Blamed for the bloody disasters of the 20th century: Auschwitz, the Gulags, globalisation, Islamic terrorism; heralded as the harbinger of reason, equality, and the end of arbitrary rule, the Enlightenment has been nothing if not divisive. To this day historians disagree over when it was, where it was, and what it was (and sometimes, still is). Kieron O'Hara deftly traverses these conflicts, presenting the history, politics, science, religion, arts, and social life of the Enlightenment not as a simple set of easily enumerated ideas, but an evolving conglomerate that spawned a very diverse set of thinkers, from the radical Rousseau to the conservative Burke.

About the author(s)

Author Kieron O'Hara is Senior Research Fellow in the Intelligence, Agents, Multimedia Group (IAM), in the Department of Electronics and Computer Science (ECS) at the University of Southampton.
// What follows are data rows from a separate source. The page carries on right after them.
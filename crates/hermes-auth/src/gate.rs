//! The authentication interceptor.

use crate::authenticator::BasicAuthentication;
use crate::credentials::BasicCredentials;
use crate::error::AuthenticationError;
use hermes_core::{InboundCall, Interceptor, InterceptorOutcome, Rejection};
use http::header::{HeaderValue, WWW_AUTHENTICATE};
use http::StatusCode;
use tracing::{debug, error, warn};

/// Interceptor that refuses calls without valid credentials.
///
/// On success the resolved principal is stored in the call's exchange, where
/// service methods read it through the invocation context.
#[derive(Debug, Clone)]
pub struct AuthenticationGate {
    authentication: BasicAuthentication,
    challenge: HeaderValue,
}

impl AuthenticationGate {
    /// Creates the gate.
    ///
    /// # Errors
    ///
    /// Returns [`AuthenticationError::InvalidRealm`] if the realm cannot be
    /// sent in a `WWW-Authenticate` header.
    pub fn new(authentication: BasicAuthentication) -> Result<Self, AuthenticationError> {
        let challenge = HeaderValue::from_str(&format!("Basic realm={}", authentication.realm()))
            .map_err(|_| AuthenticationError::InvalidRealm {
                realm: authentication.realm().to_string(),
            })?;
        Ok(Self {
            authentication,
            challenge,
        })
    }

    /// Returns the authentication settings.
    #[must_use]
    pub const fn authentication(&self) -> &BasicAuthentication {
        &self.authentication
    }

    fn reject(&self, status: StatusCode, reason: &str) -> InterceptorOutcome {
        InterceptorOutcome::Abort(
            Rejection::new(status, reason).with_header(WWW_AUTHENTICATE, self.challenge.clone()),
        )
    }
}

impl Interceptor for AuthenticationGate {
    fn name(&self) -> &'static str {
        "authentication"
    }

    fn intercept(&self, call: &mut InboundCall) -> InterceptorOutcome {
        let Some(credentials) = BasicCredentials::extract(call) else {
            warn!(method = call.method().name(), "Call without credentials refused");
            return self.reject(StatusCode::UNAUTHORIZED, "missing credentials");
        };

        match self.authentication.authenticator().authenticate(&credentials) {
            Ok(Some(principal)) => {
                debug!(
                    method = call.method().name(),
                    principal = principal.name(),
                    "Caller authenticated"
                );
                call.exchange_mut().set_principal(principal);
                InterceptorOutcome::Continue
            }
            Ok(None) => {
                warn!(
                    method = call.method().name(),
                    username = credentials.username(),
                    "Invalid credentials refused"
                );
                self.reject(StatusCode::UNAUTHORIZED, "invalid credentials")
            }
            Err(err) => {
                error!(
                    method = call.method().name(),
                    username = credentials.username(),
                    error = %err,
                    "Authenticator failed"
                );
                self.reject(StatusCode::INTERNAL_SERVER_ERROR, "authenticator failed")
            }
        }
    }
}
//! Metrics and logging for Hermes.
//!
//! - **Metric sink**: [`MetricRegistry`] holds the named timers and meters the
//!   pipeline's metric stages update. It is process-wide and safe for
//!   concurrent use from any number of calls.
//! - **Export**: every update is mirrored to the `metrics` facade;
//!   [`init_metrics`] installs a Prometheus recorder for it.
//! - **Logging**: [`init_logging`] installs a JSON or pretty `tracing`
//!   subscriber.
//!
//! # Metric names
//!
//! Names come from the tagged service methods:
//!
//! | Tag | Kind | Default name |
//! |-----|------|--------------|
//! | timed | timer (histogram, seconds) | `<type>.<method>` |
//! | metered | meter (counter) | `<type>.<method>` |
//! | exception-metered | meter (counter) | `<type>.<method>.exceptions` |
//!
//! # Example
//!
//! ```rust,ignore
//! use hermes_telemetry::{init_telemetry, TelemetryConfig};
//!
//! let config = TelemetryConfig::builder()
//!     .service_name("people")
//!     .metrics_addr("0.0.0.0:9090")
//!     .build();
//! init_telemetry(&config)?;
//! ```

#![warn(missing_docs)]

pub mod config;
pub mod error;
pub mod logging;
pub mod metrics;
mod registry;

pub use config::{TelemetryConfig, TelemetryConfigBuilder};
pub use error::TelemetryError;
pub use logging::{init_logging, LogConfig};
pub use metrics::{init_metrics, render_metrics, MetricsConfig};
pub use registry::{Meter, MetricRegistry, RegistrySnapshot, Timer, TimerContext, TimerSnapshot};

/// Result type for telemetry operations.
pub type TelemetryResult<T> = Result<T, TelemetryError>;

/// Initializes logging, then metrics export.
///
/// # Errors
///
/// Returns `TelemetryError` if either subsystem fails to initialize.
pub fn init_telemetry(config: &TelemetryConfig) -> TelemetryResult<()> {
    init_logging(&config.logging)?;
    init_metrics(&config.metrics)?;
    tracing::info!(service = %config.service_name, "telemetry initialized");
    Ok(())
}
He is currently involved in the Office of Science and Technology's Cybertrust and Crime Prevention initiative. He is the author of two books in popular science and sociology: Plato and the Internet, and Trust: From Socrates to Spin. He also co-wrote the script for best-selling computer game Tomb Raider IV: The Last Revelation.

Reviews

"This is an engaging and highly readable introduction to one of the most important intellectual developments in the history of western culture."

"O'Hara provides readers with an introduction to the Enlightenment that is thorough without ever being forbidding and shows a keen appreciation of the dilemmas and controversies that surround the enlightened inheritance."

"Lively and erudite. This is an excellent and, for its length remarkably comprehensive, starting place for approaching the Enlightenment."